Let us look at the first statement: "A good speaker is a good listener." It is very much true. Those who have developed their speaking skills and speak effectively have given importance to listening skills.   By being good listeners, learners learn how to pronounce individual words correctly. They also acquire the skills of identifying lexical chunks (a group of words) and stressing the words that need to be stressed in connected speech. Most effective communicators attribute their success to their active listening skills.

Let us look at the second statement: "A good writer is a good reader." Reading and writing are related. A good writer is one who writes convincingly and effectively. Their writings are characterised by their clarity of thought and clarity of expression. All great writers attribute their success to their readings. A ‘scrupulous reader’ can become a ‘scrupulous writer’.  In other words, those who know the art of reading any text have the potential to become good writers. George Orwell says the ‘scrupulous writer’ asks himself these questions in every sentence: "What am I trying to say? What words will express it? What image or idiom will make it clearer?  Is this image fresh enough to have an effect?"

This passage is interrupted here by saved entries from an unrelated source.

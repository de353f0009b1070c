//! Builder module for `clapp`.
//! See [documentation root](https://docs.rs/clapp/latest/clapp/index.html) for full details.
#![deny(missing_docs)]
mod api;
mod constant;
mod matcher;
mod model;
mod parser;

pub use api::*;
pub use model::*;
pub use parser::{ActionError, ConfigError, ParseError, RunError};

#[cfg(test)]
#[macro_use]
extern crate assert_matches;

Language acquisition expert Stephen Krashen, based on the results of research in the area of reading, states that those "who read for pleasure do significantly better in all the areas of language use: reading comprehension, vocabulary development, grammatical correctness, writing style, and spelling…"

Developing communicative competence is the fundamental aim of language teaching and language teachers can do justice to learners only by encouraging learners to develop their receptive skills. 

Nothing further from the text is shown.